:: Data items ::

◆ ◆ ◆

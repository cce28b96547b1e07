use crate::{
    common::{self, Item, Record, key},
    error::{Error, Result},
    write,
};

use serde_dynamo::to_attribute_value;
use std::collections;

/// Compiled update item request.
#[derive(Clone, Debug, Default, PartialEq)]
pub struct UpdateItemInput {
    /// Key of the item.
    pub key: Item,
    /// `SET` expression replacing each updated attribute.
    pub update_expression: String,
    /// Write settings.
    pub write_input: write::common::WriteInput,
}

/// Update item operation: replace individual attributes in place.
///
/// Every field of `updates` becomes one `SET #n = :v` assignment. The key
/// attributes are never assigned. No read happens before the write, so the
/// caller states the full new value of each attribute.
///
/// ```rust
/// use dynamodb_entity::{common, write};
/// use serde_json::json;
///
/// let update_item = write::update_item::UpdateItem {
///     key: common::key::PhysicalKey::new("USER#1", "USER#META").unwrap(),
///     updates: json!({"name": "Jane"}).as_object().cloned().unwrap(),
///     write_args: write::common::WriteArgs {
///         table_name: "app".to_string(),
///         ..Default::default()
///     },
/// };
/// let input: write::update_item::UpdateItemInput = update_item.try_into().unwrap();
/// assert_eq!(input.update_expression, "SET #n0 = :v0");
/// ```
#[derive(Clone, Debug, Default, PartialEq)]
pub struct UpdateItem {
    /// The physical key of the item to update.
    pub key: key::PhysicalKey,
    /// Attributes to replace.
    pub updates: Record,
    /// Additional write operation arguments (table name, condition).
    pub write_args: write::common::WriteArgs,
}

impl TryFrom<UpdateItem> for UpdateItemInput {
    type Error = Error;

    fn try_from(update_item: UpdateItem) -> Result<Self> {
        let mut placeholders = common::Placeholders::new();
        let mut assignments = Vec::with_capacity(update_item.updates.len());
        let mut expression_attribute_names = collections::HashMap::new();
        let mut expression_attribute_values = collections::HashMap::new();
        for (name, value) in update_item.updates {
            if name == key::PARTITION_KEY || name == key::SORT_KEY {
                continue;
            }
            let name_placeholder = placeholders.name();
            let value_placeholder = placeholders.value();
            assignments.push(format!("{name_placeholder} = {value_placeholder}"));
            expression_attribute_names.insert(name_placeholder, name);
            expression_attribute_values.insert(value_placeholder, to_attribute_value(value)?);
        }
        if assignments.is_empty() {
            return Err(Error::InvalidExpression {
                node: "update without attributes".to_string(),
            });
        }
        let set_operation = common::ExpressionInput {
            expression: format!("SET {}", assignments.join(", ")),
            expression_attribute_names,
            expression_attribute_values,
        };
        let mut write_input = update_item.write_args.compile(&mut placeholders)?;
        let update_expression = write_input.merge_expression(set_operation);
        Ok(Self {
            key: (&update_item.key).into(),
            update_expression,
            write_input,
        })
    }
}
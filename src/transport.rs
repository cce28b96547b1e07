//! Seam between the store façade and the wire client.
//!
//! The façade only ever talks to a [`Transport`]. The production
//! implementation is [`aws_sdk_dynamodb::Client`]; tests use an in-memory
//! table.

#[cfg(test)]
pub(crate) mod memory;

use crate::{
    common::Item,
    error::{Error, Result},
    read::{
        batch_get_item::{BatchGetItemInput, BatchGetItemOutput},
        common::Page,
        get_item::GetItemInput,
        query::QueryInput,
        scan::ScanInput,
    },
    write::{
        batch_write_item::{BatchWriteItemInput, BatchWriteItemOutput, WriteRequestInput},
        delete_item::DeleteItemInput,
        put_item::PutItemInput,
        transact_write_items::{TransactWriteInput, TransactWriteItemsInput},
    },
};

use async_trait::async_trait;
use aws_sdk_dynamodb::{Client, operation, types};

/// Low level access to one table.
///
/// Every method receives a fully compiled request: expressions already
/// rendered, placeholders resolved, records converted to attribute maps.
#[async_trait]
pub trait Transport: Send + Sync {
    /// Fetch one item, `None` when the key holds nothing.
    async fn get_item(&self, input: GetItemInput) -> Result<Option<Item>>;

    /// Insert or replace one item.
    async fn put_item(&self, input: PutItemInput) -> Result<()>;

    /// Delete one item. Deleting an absent key succeeds.
    async fn delete_item(&self, input: DeleteItemInput) -> Result<()>;

    /// Read one page of a partition.
    async fn query(&self, input: QueryInput) -> Result<Page>;

    /// Read one page of the whole table.
    async fn scan(&self, input: ScanInput) -> Result<Page>;

    /// Fetch up to 100 items by key.
    async fn batch_get_item(&self, input: BatchGetItemInput) -> Result<BatchGetItemOutput>;

    /// Put or delete up to 25 items, without atomicity.
    async fn batch_write_item(&self, input: BatchWriteItemInput) -> Result<BatchWriteItemOutput>;

    /// Apply every item or none of them.
    async fn transact_write_items(&self, input: TransactWriteItemsInput) -> Result<()>;
}

fn conflict(message: Option<&str>) -> Error {
    Error::Conflict(message.unwrap_or("conditional check failed").to_string())
}

#[async_trait]
impl Transport for Client {
    async fn get_item(&self, input: GetItemInput) -> Result<Option<Item>> {
        let builder = self.get_item().set_key(Some(input.key));
        let output = crate::apply_single_read_operation!(builder, input.single_read_input)
            .send()
            .await
            .map_err(Error::transport)?;
        Ok(output.item)
    }

    async fn put_item(&self, input: PutItemInput) -> Result<()> {
        let builder = self.put_item().set_item(Some(input.item));
        crate::apply_write_operation!(builder, input.write_input)
            .send()
            .await
            .map_err(|error| match error.as_service_error() {
                Some(operation::put_item::PutItemError::ConditionalCheckFailedException(failed)) => {
                    conflict(failed.message())
                }
                _ => Error::transport(error),
            })?;
        Ok(())
    }

    async fn delete_item(&self, input: DeleteItemInput) -> Result<()> {
        let builder = self.delete_item().set_key(Some(input.key));
        crate::apply_write_operation!(builder, input.write_input)
            .send()
            .await
            .map_err(|error| match error.as_service_error() {
                Some(operation::delete_item::DeleteItemError::ConditionalCheckFailedException(
                    failed,
                )) => conflict(failed.message()),
                _ => Error::transport(error),
            })?;
        Ok(())
    }

    async fn query(&self, input: QueryInput) -> Result<Page> {
        let builder = self
            .query()
            .key_condition_expression(input.key_condition_expression)
            .set_scan_index_forward(input.scan_index_forward);
        let output = crate::apply_multiple_read_operation!(builder, input.multiple_read_input)
            .send()
            .await
            .map_err(Error::transport)?;
        Ok(Page {
            items: output.items.unwrap_or_default(),
            count: output.count,
            scanned_count: output.scanned_count,
            last_evaluated_key: output.last_evaluated_key,
        })
    }

    async fn scan(&self, input: ScanInput) -> Result<Page> {
        let builder = self
            .scan()
            .set_segment(input.segment)
            .set_total_segments(input.total_segments);
        let output = crate::apply_multiple_read_operation!(builder, input.multiple_read_input)
            .send()
            .await
            .map_err(Error::transport)?;
        Ok(Page {
            items: output.items.unwrap_or_default(),
            count: output.count,
            scanned_count: output.scanned_count,
            last_evaluated_key: output.last_evaluated_key,
        })
    }

    async fn batch_get_item(&self, input: BatchGetItemInput) -> Result<BatchGetItemOutput> {
        let single_read_input = input.single_read_input;
        let keys_and_attributes = types::KeysAndAttributes::builder()
            .set_keys(Some(input.keys))
            .set_consistent_read(single_read_input.consistent_read)
            .set_expression_attribute_names(single_read_input.expression_attribute_names)
            .set_projection_expression(single_read_input.projection_expression)
            .build()
            .map_err(Error::transport)?;
        let table_name = single_read_input.table_name;
        let mut output = self
            .batch_get_item()
            .request_items(table_name.clone(), keys_and_attributes)
            .send()
            .await
            .map_err(Error::transport)?;
        let items = output
            .responses
            .as_mut()
            .and_then(|responses| responses.remove(&table_name))
            .unwrap_or_default();
        let unprocessed_keys = output
            .unprocessed_keys
            .as_ref()
            .and_then(|unprocessed| unprocessed.get(&table_name))
            .map(|keys_and_attributes| keys_and_attributes.keys().to_vec())
            .unwrap_or_default();
        Ok(BatchGetItemOutput {
            items,
            unprocessed_keys,
        })
    }

    async fn batch_write_item(&self, input: BatchWriteItemInput) -> Result<BatchWriteItemOutput> {
        let mut write_requests = Vec::with_capacity(input.requests.len());
        for request in input.requests {
            let write_request = match request {
                WriteRequestInput::Put(item) => types::WriteRequest::builder()
                    .put_request(
                        types::PutRequest::builder()
                            .set_item(Some(item))
                            .build()
                            .map_err(Error::transport)?,
                    )
                    .build(),
                WriteRequestInput::Delete(key) => types::WriteRequest::builder()
                    .delete_request(
                        types::DeleteRequest::builder()
                            .set_key(Some(key))
                            .build()
                            .map_err(Error::transport)?,
                    )
                    .build(),
            };
            write_requests.push(write_request);
        }
        let mut output = self
            .batch_write_item()
            .request_items(input.table_name.clone(), write_requests)
            .send()
            .await
            .map_err(Error::transport)?;
        let unprocessed = output
            .unprocessed_items
            .as_mut()
            .and_then(|unprocessed| unprocessed.remove(&input.table_name))
            .unwrap_or_default()
            .into_iter()
            .filter_map(|write_request| {
                if let Some(put_request) = write_request.put_request {
                    Some(WriteRequestInput::Put(put_request.item))
                } else {
                    write_request
                        .delete_request
                        .map(|delete_request| WriteRequestInput::Delete(delete_request.key))
                }
            })
            .collect();
        Ok(BatchWriteItemOutput { unprocessed })
    }

    async fn transact_write_items(&self, input: TransactWriteItemsInput) -> Result<()> {
        let mut transact_items = Vec::with_capacity(input.items.len());
        for item in input.items {
            let transact_item = match item {
                TransactWriteInput::Put(put_item) => {
                    let builder = types::Put::builder().set_item(Some(put_item.item));
                    let put = crate::apply_write_operation!(builder, put_item.write_input)
                        .build()
                        .map_err(Error::transport)?;
                    types::TransactWriteItem::builder().put(put).build()
                }
                TransactWriteInput::Update(update_item) => {
                    let builder = types::Update::builder()
                        .set_key(Some(update_item.key))
                        .update_expression(update_item.update_expression);
                    let update = crate::apply_write_operation!(builder, update_item.write_input)
                        .build()
                        .map_err(Error::transport)?;
                    types::TransactWriteItem::builder().update(update).build()
                }
                TransactWriteInput::Delete(delete_item) => {
                    let builder = types::Delete::builder().set_key(Some(delete_item.key));
                    let delete = crate::apply_write_operation!(builder, delete_item.write_input)
                        .build()
                        .map_err(Error::transport)?;
                    types::TransactWriteItem::builder().delete(delete).build()
                }
                TransactWriteInput::ConditionCheck { key, write_input } => {
                    let builder = types::ConditionCheck::builder().set_key(Some(key));
                    let condition_check = crate::apply_write_operation!(builder, write_input)
                        .build()
                        .map_err(Error::transport)?;
                    types::TransactWriteItem::builder()
                        .condition_check(condition_check)
                        .build()
                }
            };
            transact_items.push(transact_item);
        }
        self.transact_write_items()
            .set_transact_items(Some(transact_items))
            .send()
            .await
            .map_err(|error| {
                if let Some(
                    operation::transact_write_items::TransactWriteItemsError::TransactionCanceledException(
                        cancelled,
                    ),
                ) = error.as_service_error()
                {
                    let reasons = cancelled
                        .cancellation_reasons()
                        .iter()
                        .map(|reason| reason.code().unwrap_or("None").to_string())
                        .collect();
                    return Error::TransactionAborted { reasons };
                }
                Error::transport(error)
            })?;
        Ok(())
    }
}
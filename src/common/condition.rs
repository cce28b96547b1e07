use crate::{
    common,
    error::{Error, Result},
};

use aws_sdk_dynamodb::types;
use serde::Serialize;
use serde_dynamo::to_attribute_value;
use serde_json::Value;
use std::{collections, fmt, ops};

/// Logical operator for combining conditions.
#[derive(Clone, Debug, PartialEq)]
pub enum LogicalOperator {
    /// Logical AND - all conditions must be true.
    And,
    /// Logical OR - at least one condition must be true.
    Or,
}

impl ops::Deref for LogicalOperator {
    type Target = str;

    fn deref(&self) -> &Self::Target {
        match self {
            Self::And => " AND ",
            Self::Or => " OR ",
        }
    }
}

/// Operator applied to a single attribute.
///
/// ```rust
/// use dynamodb_entity::common::condition;
///
/// let eq = condition::Condition::Equals("value".to_string());
/// let gt = condition::Condition::GreaterThan(100);
/// let exists: condition::Condition<String> = condition::Condition::Exists;
/// ```
#[derive(Clone, Debug, PartialEq)]
pub enum Condition<T> {
    /// Attribute begins with a prefix (string attributes only).
    BeginsWith(String),
    /// Attribute lies between two values, inclusive.
    Between(T, T),
    /// Attribute (string or set) contains a value.
    Contains(T),
    /// Attribute equals a value.
    Equals(T),
    /// Attribute is present.
    Exists,
    /// Attribute is greater than a value.
    GreaterThan(T),
    /// Attribute is greater than or equal to a value.
    GreaterThanOrEqual(T),
    /// Attribute is a member of the given set.
    In(Vec<T>),
    /// Attribute is less than a value.
    LessThan(T),
    /// Attribute is less than or equal to a value.
    LessThanOrEqual(T),
    /// Attribute does not contain a value.
    NotContains(T),
    /// Attribute differs from a value.
    NotEqual(T),
    /// Attribute is absent.
    NotExists,
}

fn bind<T: Serialize>(
    value: T,
    placeholders: &mut common::Placeholders,
    values: &mut collections::HashMap<String, types::AttributeValue>,
) -> Result<String> {
    let value = to_attribute_value(value)?;
    let placeholder = placeholders.value();
    values.insert(placeholder.clone(), value);
    Ok(placeholder)
}

impl<T: Serialize + fmt::Debug> Condition<T> {
    fn get_expression(
        self,
        path: &str,
        placeholders: &mut common::Placeholders,
    ) -> Result<(String, collections::HashMap<String, types::AttributeValue>)> {
        let mut values = collections::HashMap::new();
        let expression = match self {
            Self::BeginsWith(prefix) => {
                let placeholder = bind(prefix, placeholders, &mut values)?;
                format!("begins_with({path}, {placeholder})")
            }
            Self::Between(low, high) => {
                let low = bind(low, placeholders, &mut values)?;
                let high = bind(high, placeholders, &mut values)?;
                format!("{path} BETWEEN {low} AND {high}")
            }
            Self::Contains(value) => {
                let placeholder = bind(value, placeholders, &mut values)?;
                format!("contains({path}, {placeholder})")
            }
            Self::Equals(value) => {
                let placeholder = bind(value, placeholders, &mut values)?;
                format!("{path} = {placeholder}")
            }
            Self::Exists => format!("attribute_exists({path})"),
            Self::GreaterThan(value) => {
                let placeholder = bind(value, placeholders, &mut values)?;
                format!("{path} > {placeholder}")
            }
            Self::GreaterThanOrEqual(value) => {
                let placeholder = bind(value, placeholders, &mut values)?;
                format!("{path} >= {placeholder}")
            }
            Self::In(members) => {
                if members.is_empty() {
                    return Err(Error::invalid_expression(Self::In(members)));
                }
                let mut member_placeholders = Vec::with_capacity(members.len());
                for member in members {
                    member_placeholders.push(bind(member, placeholders, &mut values)?);
                }
                format!("{path} IN ({})", member_placeholders.join(", "))
            }
            Self::LessThan(value) => {
                let placeholder = bind(value, placeholders, &mut values)?;
                format!("{path} < {placeholder}")
            }
            Self::LessThanOrEqual(value) => {
                let placeholder = bind(value, placeholders, &mut values)?;
                format!("{path} <= {placeholder}")
            }
            Self::NotContains(value) => {
                let placeholder = bind(value, placeholders, &mut values)?;
                format!("NOT contains({path}, {placeholder})")
            }
            Self::NotEqual(value) => {
                let placeholder = bind(value, placeholders, &mut values)?;
                format!("{path} <> {placeholder}")
            }
            Self::NotExists => format!("attribute_not_exists({path})"),
        };
        Ok((expression, values))
    }
}

/// Condition applied to one named attribute.
#[derive(Clone, Debug, PartialEq)]
pub struct KeyCondition<T> {
    /// The condition to apply to the attribute.
    pub condition: Condition<T>,
    /// The name of the attribute to apply the condition to.
    pub name: String,
}

impl<T: Serialize + fmt::Debug> KeyCondition<T> {
    pub(crate) fn compile(
        self,
        placeholders: &mut common::Placeholders,
    ) -> Result<common::ExpressionInput> {
        let name_placeholder = placeholders.name();
        let (expression, expression_attribute_values) =
            self.condition.get_expression(&name_placeholder, placeholders)?;
        Ok(common::ExpressionInput {
            expression,
            expression_attribute_names: collections::HashMap::from([(name_placeholder, self.name)]),
            expression_attribute_values,
        })
    }
}

/// Composable predicate tree used as a post-filter or a write precondition.
///
/// ```rust
/// use dynamodb_entity::common::{self, condition::Filter};
/// use serde_json::json;
///
/// let filter = Filter::and(vec![
///     Filter::eq("role", json!("admin")),
///     Filter::ne("status", json!("inactive")),
/// ]);
/// let compiled = filter.compile(&mut common::Placeholders::new()).unwrap();
/// assert_eq!(compiled.expression, "(#n0 = :v0 AND #n1 <> :v1)");
/// ```
#[derive(Clone, Debug, PartialEq)]
pub enum Filter<T = Value> {
    /// Single attribute condition.
    Leaf(KeyCondition<T>),
    /// Every child must hold. Needs at least one child.
    And(Vec<Filter<T>>),
    /// At least one child must hold. Needs at least one child.
    Or(Vec<Filter<T>>),
    /// Negation of the child.
    Not(Box<Filter<T>>),
}

impl<T> Filter<T> {
    /// Leaf with an arbitrary condition.
    pub fn attribute(name: impl Into<String>, condition: Condition<T>) -> Self {
        Self::Leaf(KeyCondition {
            condition,
            name: name.into(),
        })
    }

    /// `name = value`.
    pub fn eq(name: impl Into<String>, value: T) -> Self {
        Self::attribute(name, Condition::Equals(value))
    }

    /// `name <> value`.
    pub fn ne(name: impl Into<String>, value: T) -> Self {
        Self::attribute(name, Condition::NotEqual(value))
    }

    /// `attribute_exists(name)`.
    pub fn exists(name: impl Into<String>) -> Self {
        Self::attribute(name, Condition::Exists)
    }

    /// `attribute_not_exists(name)`.
    pub fn not_exists(name: impl Into<String>) -> Self {
        Self::attribute(name, Condition::NotExists)
    }

    /// `contains(name, value)`.
    pub fn contains(name: impl Into<String>, value: T) -> Self {
        Self::attribute(name, Condition::Contains(value))
    }

    /// `name IN (values...)`.
    pub fn is_in(name: impl Into<String>, values: Vec<T>) -> Self {
        Self::attribute(name, Condition::In(values))
    }

    /// Conjunction of `children`.
    pub fn and(children: Vec<Self>) -> Self {
        Self::And(children)
    }

    /// Disjunction of `children`.
    pub fn or(children: Vec<Self>) -> Self {
        Self::Or(children)
    }

    /// Negation of `child`.
    #[allow(clippy::should_implement_trait)]
    pub fn not(child: Self) -> Self {
        Self::Not(Box::new(child))
    }
}

impl<T: Serialize + fmt::Debug> Filter<T> {
    /// Compile the tree depth-first, allocating placeholders left to right.
    pub fn compile(self, placeholders: &mut common::Placeholders) -> Result<common::ExpressionInput> {
        match self {
            Self::Leaf(key_condition) => key_condition.compile(placeholders),
            Self::And(children) => Self::compile_group(LogicalOperator::And, children, placeholders),
            Self::Or(children) => Self::compile_group(LogicalOperator::Or, children, placeholders),
            Self::Not(child) => {
                let mut operation = child.compile(placeholders)?;
                operation.expression = format!("NOT ({})", operation.expression);
                Ok(operation)
            }
        }
    }

    fn compile_group(
        operator: LogicalOperator,
        children: Vec<Self>,
        placeholders: &mut common::Placeholders,
    ) -> Result<common::ExpressionInput> {
        if children.is_empty() {
            let node: Self = match operator {
                LogicalOperator::And => Self::And(children),
                LogicalOperator::Or => Self::Or(children),
            };
            return Err(Error::invalid_expression(node));
        }
        let mut operations = Vec::with_capacity(children.len());
        for child in children {
            operations.push(child.compile(placeholders)?);
        }
        let mut operation = common::ExpressionInput::merge(&operator, operations);
        operation.expression = format!("({})", operation.expression);
        Ok(operation)
    }
}

impl TryFrom<Filter<Value>> for common::ExpressionInput {
    type Error = Error;

    fn try_from(filter: Filter<Value>) -> Result<Self> {
        filter.compile(&mut common::Placeholders::new())
    }
}

fn invalid(node: &Value) -> Error {
    Error::InvalidExpression {
        node: node.to_string(),
    }
}

impl Filter<Value> {
    /// Parse the JSON form of a predicate.
    ///
    /// Accepted shapes are `{"and": [..]}`, `{"or": [..]}`, `{"not": {..}}` and
    /// leaves such as `{"attribute": "role", "eq": "admin"}`. Leaf operators:
    /// `eq`, `ne`, `exists` (boolean), `contains`, `notContains`, `in`, `gt`,
    /// `gte`, `lt`, `lte`, `between` (two element array) and `beginsWith`.
    pub fn from_json(node: &Value) -> Result<Self> {
        let object = node.as_object().ok_or_else(|| invalid(node))?;
        if object.len() == 1 {
            if let Some(children) = object.get("and") {
                return Ok(Self::And(Self::children_from_json(node, children)?));
            }
            if let Some(children) = object.get("or") {
                return Ok(Self::Or(Self::children_from_json(node, children)?));
            }
            if let Some(child) = object.get("not") {
                return Ok(Self::not(Self::from_json(child)?));
            }
        }
        let name = object
            .get("attribute")
            .and_then(Value::as_str)
            .ok_or_else(|| invalid(node))?;
        if object.len() != 2 {
            return Err(invalid(node));
        }
        let (operator, operand) = object
            .iter()
            .find(|(key, _)| key.as_str() != "attribute")
            .ok_or_else(|| invalid(node))?;
        let operand = operand.clone();
        let condition = match operator.as_str() {
            "eq" => Condition::Equals(operand),
            "ne" => Condition::NotEqual(operand),
            "exists" => match operand {
                Value::Bool(true) => Condition::Exists,
                Value::Bool(false) => Condition::NotExists,
                _ => return Err(invalid(node)),
            },
            "contains" => Condition::Contains(operand),
            "notContains" => Condition::NotContains(operand),
            "in" => match operand {
                Value::Array(members) if !members.is_empty() => Condition::In(members),
                _ => return Err(invalid(node)),
            },
            "gt" => Condition::GreaterThan(operand),
            "gte" => Condition::GreaterThanOrEqual(operand),
            "lt" => Condition::LessThan(operand),
            "lte" => Condition::LessThanOrEqual(operand),
            "between" => match operand {
                Value::Array(mut bounds) if bounds.len() == 2 => {
                    let high = bounds.pop().unwrap_or_default();
                    let low = bounds.pop().unwrap_or_default();
                    Condition::Between(low, high)
                }
                _ => return Err(invalid(node)),
            },
            "beginsWith" => match operand {
                Value::String(prefix) => Condition::BeginsWith(prefix),
                _ => return Err(invalid(node)),
            },
            _ => return Err(invalid(node)),
        };
        Ok(Self::attribute(name, condition))
    }

    fn children_from_json(node: &Value, children: &Value) -> Result<Vec<Self>> {
        match children {
            Value::Array(children) if !children.is_empty() => {
                children.iter().map(Self::from_json).collect()
            }
            _ => Err(invalid(node)),
        }
    }
}

/// Condition on the sort key of a query.
///
/// Exactly one variant applies per query.
#[derive(Clone, Debug, Eq, PartialEq)]
pub enum SortKeyCondition {
    /// Sort key equals the value.
    Equals(String),
    /// Sort key starts with the prefix.
    BeginsWith(String),
    /// Sort key lies between the bounds, inclusive.
    Between(String, String),
    /// Sort key is greater than the value.
    GreaterThan(String),
    /// Sort key is greater than or equal to the value.
    GreaterThanOrEqual(String),
    /// Sort key is less than the value.
    LessThan(String),
    /// Sort key is less than or equal to the value.
    LessThanOrEqual(String),
}

impl From<SortKeyCondition> for Condition<String> {
    fn from(sort_key_condition: SortKeyCondition) -> Self {
        match sort_key_condition {
            SortKeyCondition::Equals(value) => Self::Equals(value),
            SortKeyCondition::BeginsWith(prefix) => Self::BeginsWith(prefix),
            SortKeyCondition::Between(low, high) => Self::Between(low, high),
            SortKeyCondition::GreaterThan(value) => Self::GreaterThan(value),
            SortKeyCondition::GreaterThanOrEqual(value) => Self::GreaterThanOrEqual(value),
            SortKeyCondition::LessThan(value) => Self::LessThan(value),
            SortKeyCondition::LessThanOrEqual(value) => Self::LessThanOrEqual(value),
        }
    }
}

/// Compile the key condition of a query: partition equality, then the optional sort-key clause.
pub(crate) fn key_condition_expression(
    partition_key_name: &str,
    partition_key_value: String,
    sort_key: Option<(&str, SortKeyCondition)>,
    placeholders: &mut common::Placeholders,
) -> Result<common::ExpressionInput> {
    let mut operations = vec![
        KeyCondition {
            condition: Condition::Equals(partition_key_value),
            name: partition_key_name.to_string(),
        }
        .compile(placeholders)?,
    ];
    if let Some((name, sort_key_condition)) = sort_key {
        let key_condition = KeyCondition {
            condition: Condition::from(sort_key_condition),
            name: name.to_string(),
        };
        operations.push(key_condition.compile(placeholders)?);
    }
    Ok(common::ExpressionInput::merge(&LogicalOperator::And, operations))
}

◆ ◆ ◆

:: Assignment ::
Copy, from the lines above, each one that holds "inclusive".

:: Response box ::
    /// Attribute lies between two values, inclusive.
    /// Sort key lies between the bounds, inclusive.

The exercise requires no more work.